> **EXERCISE DETAILS**
Work through the data below line by line and say how many lines hold "bool"; give only the number.

> **ENTRIES PROVIDED**
use std::fmt;

pub const BASIC_LAND_TYPES: [&str; 5] = ["Plains", "Island", "Swamp", "Mountain", "Forest"];

#[derive(Clone, Debug, Default, PartialEq, Eq)]
pub struct TypeLine {
    pub card_super_types: Vec<CardSuperType>,
    pub card_types: Vec<CardType>,
    pub card_sub_types: Vec<CardSubType>,
}

impl TypeLine {
    pub fn empty() -> Self {
        Self {
            card_sub_types: vec![],
            card_super_types: vec![],
            card_types: vec![],
        }
    }

    /// Reads a printed type line such as `Legendary Creature — Human Wizard`.
    /// Both faces of a `A // B` line are merged. Words left of the dash that
    /// aren't a known super or card type are dropped.
    pub fn parse(line: &str) -> Self {
        let mut type_line = Self::empty();
        for face in line.split("//") {
            let (types, subtypes) = match face.split_once('—') {
                Some(split) => split,
                None => face.split_once(" - ").unwrap_or((face, "")),
            };

            for word in types.split_whitespace() {
                if let Some(super_type) = CardSuperType::from_word(word) {
                    type_line = type_line.add(super_type);
                } else if let Some(card_type) = CardType::from_word(word) {
                    type_line = type_line.add(card_type);
                }
            }
            for word in subtypes.split_whitespace() {
                type_line = type_line.add(word);
            }
        }
        type_line
    }

    /// Carries one of the five basic land types. Dual lands like
    /// `Land — Plains Island` count as well.
    pub fn is_basic_land_type(&self) -> bool {
        BASIC_LAND_TYPES.iter().any(|land_type| self.is(*land_type))
    }
}

impl fmt::Display for TypeLine {
    fn fmt(&self, f: &mut fmt::Formatter<'_>) -> fmt::Result {
        let types: Vec<String> = self.card_super_types.iter()
            .map(|t| format!("{t:?}"))
            .chain(self.card_types.iter().map(|t| format!("{t:?}")))
            .collect();
        f.write_str(&types.join(" "))?;
        if !self.card_sub_types.is_empty() {
            write!(f, " — {}", self.card_sub_types.join(" "))?;
        }
        Ok(())
    }
}


#[derive(Clone, Copy, Debug, PartialEq, PartialOrd, Eq)]
pub enum CardType {
    Land,
    Creature,
    Artifact,
    Sorcery,
    Instant,
    Enchantment,
    Planeswalker,
    Battle,
    Kindred,
}

impl CardType {
    fn from_word(word: &str) -> Option<Self> {
        use CardType::*;
        match word.to_ascii_lowercase().as_str() {
            "land" => Some(Land),
            "creature" => Some(Creature),
            "artifact" => Some(Artifact),
            "sorcery" => Some(Sorcery),
            "instant" => Some(Instant),
            "enchantment" => Some(Enchantment),
            "planeswalker" => Some(Planeswalker),
            "battle" => Some(Battle),
            "kindred" | "tribal" => Some(Kindred),
            _ => None,
        }
    }
}

#[derive(Clone, Copy, Debug, PartialEq, PartialOrd, Eq)]
pub enum CardSuperType {
    Basic,
    Legendary,
    Ongoing,
    Snow,
    World,
}

impl CardSuperType {
    fn from_word(word: &str) -> Option<Self> {
        use CardSuperType::*;
        match word.to_ascii_lowercase().as_str() {
            "basic" => Some(Basic),
            "legendary" => Some(Legendary),
            "ongoing" => Some(Ongoing),
            "snow" => Some(Snow),
            "world" => Some(World),
            _ => None,
        }
    }
}

// too many to try and use an enum
pub type CardSubType = String;

pub trait TypeClassQuery<T> {
    fn add(self, a_new_type: T) -> Self;
    fn is(&self, a_type: T) -> bool;
}

impl TypeClassQuery<CardSuperType> for TypeLine {
    fn add(mut self, a_new_type: CardSuperType) -> Self {
        self.card_super_types.push(a_new_type);
        self
    }

    fn is(&self, a_type: CardSuperType) -> bool {
        self.card_super_types.contains(&a_type)
    }
}


impl TypeClassQuery<CardType> for TypeLine {
    fn add(mut self, a_new_type: CardType) -> Self {
        self.card_types.push(a_new_type);
        self
    }

    fn is(&self, a_type: CardType) -> bool {
        self.card_types.contains(&a_type)
    }
}


/// Subtypes compare case-insensitively.
impl<'a> TypeClassQuery<&'a str> for TypeLine {
    fn add(mut self, a_new_type: &'a str) -> Self {
        self.card_sub_types.push(a_new_type.to_string());
        self
    }

    fn is(&self, a_type: &'a str) -> bool {
        self.card_sub_types.iter().any(|sub_type| sub_type.eq_ignore_ascii_case(a_type))
    }
}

> **RESULT FOR THIS EXERCISE**
5